Второе — стык между двумя немецкими дивизиями, южнее Синявинских высот. Стыки — вечная болезнь обороны: каждый комдив отвечает за свой участок, а за промежуток между участками не отвечает никто. Мерецков видел это в стереотрубу: траншея первой дивизии кончалась, траншея второй начиналась в четырёхстах метрах правее, и между ними — кустарник, минное поле и ни одного блиндажа.
Он открыл чистый лист. Нарисовал схему. Две стрелки: одна — по просеке, через развилку, танки и пехота; вторая — в стык, пехота без танков, ночью. Сходятся западнее Синявинских высот, за спиной у немецкого гарнизона.

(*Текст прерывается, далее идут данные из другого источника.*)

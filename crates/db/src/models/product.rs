use chrono::{DateTime, Utc};
use rust_decimal::Decimal;
use serde::{Deserialize, Serialize};
use sqlx::{Executor, FromRow, QueryBuilder, Row, Sqlite, SqlitePool, sqlite::SqliteRow};
use strum_macros::{Display, EnumString};
use ts_rs::TS;

use crate::money::decimal_column;

/// A product attribute dimension that can be searched on and disambiguated.
#[derive(
    Debug,
    Clone,
    Copy,
    PartialEq,
    Eq,
    Hash,
    PartialOrd,
    Ord,
    Serialize,
    Deserialize,
    TS,
    EnumString,
    Display,
)]
#[serde(rename_all = "lowercase")]
#[strum(serialize_all = "lowercase")]
pub enum Attribute {
    Brand,
    Specification,
    Pressure,
    Color,
    Length,
}

impl Attribute {
    pub const ALL: [Attribute; 5] = [
        Attribute::Brand,
        Attribute::Specification,
        Attribute::Pressure,
        Attribute::Color,
        Attribute::Length,
    ];

    /// Column in `products` holding this attribute.
    pub fn column(&self) -> &'static str {
        match self {
            Attribute::Brand => "brand",
            Attribute::Specification => "specification",
            Attribute::Pressure => "pressure",
            Attribute::Color => "color",
            Attribute::Length => "length",
        }
    }
}

/// Attribute values extracted from one utterance. Unset attributes are `None`,
/// never the empty string.
#[derive(Debug, Clone, Default, PartialEq, Eq, Serialize, Deserialize, TS)]
pub struct AttributeSet {
    #[serde(default, skip_serializing_if = "Option::is_none")]
    #[ts(optional)]
    pub brand: Option<String>,
    #[serde(default, skip_serializing_if = "Option::is_none")]
    #[ts(optional)]
    pub specification: Option<String>,
    #[serde(default, skip_serializing_if = "Option::is_none")]
    #[ts(optional)]
    pub pressure: Option<String>,
    #[serde(default, skip_serializing_if = "Option::is_none")]
    #[ts(optional)]
    pub color: Option<String>,
    #[serde(default, skip_serializing_if = "Option::is_none")]
    #[ts(optional)]
    pub length: Option<String>,
}

impl AttributeSet {
    pub fn get(&self, attribute: Attribute) -> Option<&str> {
        self.slot(attribute).as_deref()
    }

    pub fn contains(&self, attribute: Attribute) -> bool {
        self.slot(attribute).is_some()
    }

    /// Set an attribute. An empty value clears it instead.
    pub fn insert(&mut self, attribute: Attribute, value: impl Into<String>) {
        let value = value.into();
        *self.slot_mut(attribute) = if value.is_empty() { None } else { Some(value) };
    }

    /// Populated attributes in declaration order.
    pub fn iter(&self) -> impl Iterator<Item = (Attribute, &str)> + '_ {
        Attribute::ALL
            .into_iter()
            .filter_map(move |attribute| self.get(attribute).map(|value| (attribute, value)))
    }

    pub fn len(&self) -> usize {
        self.iter().count()
    }

    pub fn is_empty(&self) -> bool {
        self.iter().next().is_none()
    }

    fn slot(&self, attribute: Attribute) -> &Option<String> {
        match attribute {
            Attribute::Brand => &self.brand,
            Attribute::Specification => &self.specification,
            Attribute::Pressure => &self.pressure,
            Attribute::Color => &self.color,
            Attribute::Length => &self.length,
        }
    }

    fn slot_mut(&mut self, attribute: Attribute) -> &mut Option<String> {
        match attribute {
            Attribute::Brand => &mut self.brand,
            Attribute::Specification => &mut self.specification,
            Attribute::Pressure => &mut self.pressure,
            Attribute::Color => &mut self.color,
            Attribute::Length => &mut self.length,
        }
    }
}

/// One purchasable product variant.
#[derive(Debug, Clone, PartialEq, Serialize, Deserialize, TS)]
pub struct Product {
    pub code: String,
    pub name: String,
    pub brand: Option<String>,
    pub specification: Option<String>,
    pub pressure: Option<String>,
    pub color: Option<String>,
    pub length: Option<String>,
    pub material: Option<String>,
    pub description: Option<String>,
    #[ts(type = "string")]
    pub price: Decimal,
    pub stock: Option<i64>,
    pub created_at: DateTime<Utc>,
}

impl<'r> FromRow<'r, SqliteRow> for Product {
    fn from_row(row: &'r SqliteRow) -> Result<Self, sqlx::Error> {
        Ok(Self {
            code: row.try_get("code")?,
            name: row.try_get("name")?,
            brand: row.try_get("brand")?,
            specification: row.try_get("specification")?,
            pressure: row.try_get("pressure")?,
            color: row.try_get("color")?,
            length: row.try_get("length")?,
            material: row.try_get("material")?,
            description: row.try_get("description")?,
            price: decimal_column(row, "price")?,
            stock: row.try_get("stock")?,
            created_at: row.try_get("created_at")?,
        })
    }
}

/// Insert payload for the catalog. Used by seeding and tests; the catalog is
/// otherwise read-only to this service.
#[derive(Debug, Clone, Default, Serialize, Deserialize, TS)]
pub struct CreateProduct {
    pub code: String,
    pub name: String,
    pub brand: Option<String>,
    pub specification: Option<String>,
    pub pressure: Option<String>,
    pub color: Option<String>,
    pub length: Option<String>,
    pub material: Option<String>,
    pub description: Option<String>,
    #[ts(type = "string")]
    pub price: Decimal,
    pub stock: Option<i64>,
}

const PRODUCT_COLUMNS: &str = "code, name, brand, specification, pressure, color, length, \
     material, description, price, stock, created_at";

impl Product {
    pub fn attribute(&self, attribute: Attribute) -> Option<&str> {
        match attribute {
            Attribute::Brand => self.brand.as_deref(),
            Attribute::Specification => self.specification.as_deref(),
            Attribute::Pressure => self.pressure.as_deref(),
            Attribute::Color => self.color.as_deref(),
            Attribute::Length => self.length.as_deref(),
        }
    }

    /// Products whose populated attributes equal every value in `filter`,
    /// in insertion order, at most `limit` rows.
    pub async fn search(
        pool: &SqlitePool,
        filter: &AttributeSet,
        limit: i64,
    ) -> Result<Vec<Self>, sqlx::Error> {
        let mut query =
            QueryBuilder::<Sqlite>::new(format!("SELECT {PRODUCT_COLUMNS} FROM products WHERE 1=1"));

        for (attribute, value) in filter.iter() {
            query.push(" AND ");
            query.push(attribute.column());
            query.push(" = ");
            query.push_bind(value.to_string());
        }

        query.push(" ORDER BY rowid LIMIT ");
        query.push_bind(limit);

        query.build_query_as::<Product>().fetch_all(pool).await
    }

    pub async fn find_all(pool: &SqlitePool, limit: i64) -> Result<Vec<Self>, sqlx::Error> {
        sqlx::query_as::<_, Product>(&format!(
            "SELECT {PRODUCT_COLUMNS} FROM products ORDER BY rowid LIMIT $1"
        ))
        .bind(limit)
        .fetch_all(pool)
        .await
    }

    pub async fn find_by_code<'e, E>(executor: E, code: &str) -> Result<Option<Self>, sqlx::Error>
    where
        E: Executor<'e, Database = Sqlite>,
    {
        sqlx::query_as::<_, Product>(&format!(
            "SELECT {PRODUCT_COLUMNS} FROM products WHERE code = $1"
        ))
        .bind(code)
        .fetch_optional(executor)
        .await
    }

    pub async fn create(pool: &SqlitePool, data: &CreateProduct) -> Result<Self, sqlx::Error> {
        sqlx::query_as::<_, Product>(&format!(
            r#"INSERT INTO products (code, name, brand, specification, pressure, color, length,
                                     material, description, price, stock)
               VALUES ($1, $2, $3, $4, $5, $6, $7, $8, $9, $10, $11)
               RETURNING {PRODUCT_COLUMNS}"#
        ))
        .bind(&data.code)
        .bind(&data.name)
        .bind(&data.brand)
        .bind(&data.specification)
        .bind(&data.pressure)
        .bind(&data.color)
        .bind(&data.length)
        .bind(&data.material)
        .bind(&data.description)
        .bind(data.price.to_string())
        .bind(data.stock)
        .fetch_one(pool)
        .await
    }
}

Подписал: «Вариант 1. Черновой. Проверить: 1) грунт на просеке после морозов — лично; 2) стык — разведка боем, не раньше ноября; 3) артподготовка — сколько снарядов нужно на подавление высот, расчёт от Стельмаха; 4) танки — 30 машин, хватит ли на один эшелон?»
Четыре вопроса. Четыре неизвестных, без которых план — рисунок, а не приказ. Мерецков знал, что Жуков на его месте решил бы быстрее. Жуков посмотрел бы на карту, ткнул пальцем: «Здесь» — и дал бы приказ, и приказ был бы правильный, потому что Жуков угадывал. Мерецков не угадывал. Мерецков проверял. Ходил, мерил, трогал землю руками, разговаривал со старшинами и лесниками, и каждый факт ложился в тетрадь, и из фактов складывался план, который, может быть, был не таким красивым, как жуковский, но который не развалится от первого «а если».
Он допил кипяток. Сполоснул кружку. Лёг на топчан, не раздеваясь, только стянул сапоги и сунул ноги в сухие носки, которые берёг для сна. Тетрадь положил под подушку — привычка, бессмысленная и незаменимая, как молитва у человека, который не верит в бога.
За стеной школы шёл дождь. Мелкий, октябрьский, тот самый, от которого мокли портянки и раскисали дороги, и немцы не могли наступать, и он не мог наступать, и оба ждали мороза, каждый по своей причине. Немцы — чтобы дороги встали и подвоз пошёл. Мерецков — чтобы торф на просеке промёрз на метр и держал тридцатьчетвёрку.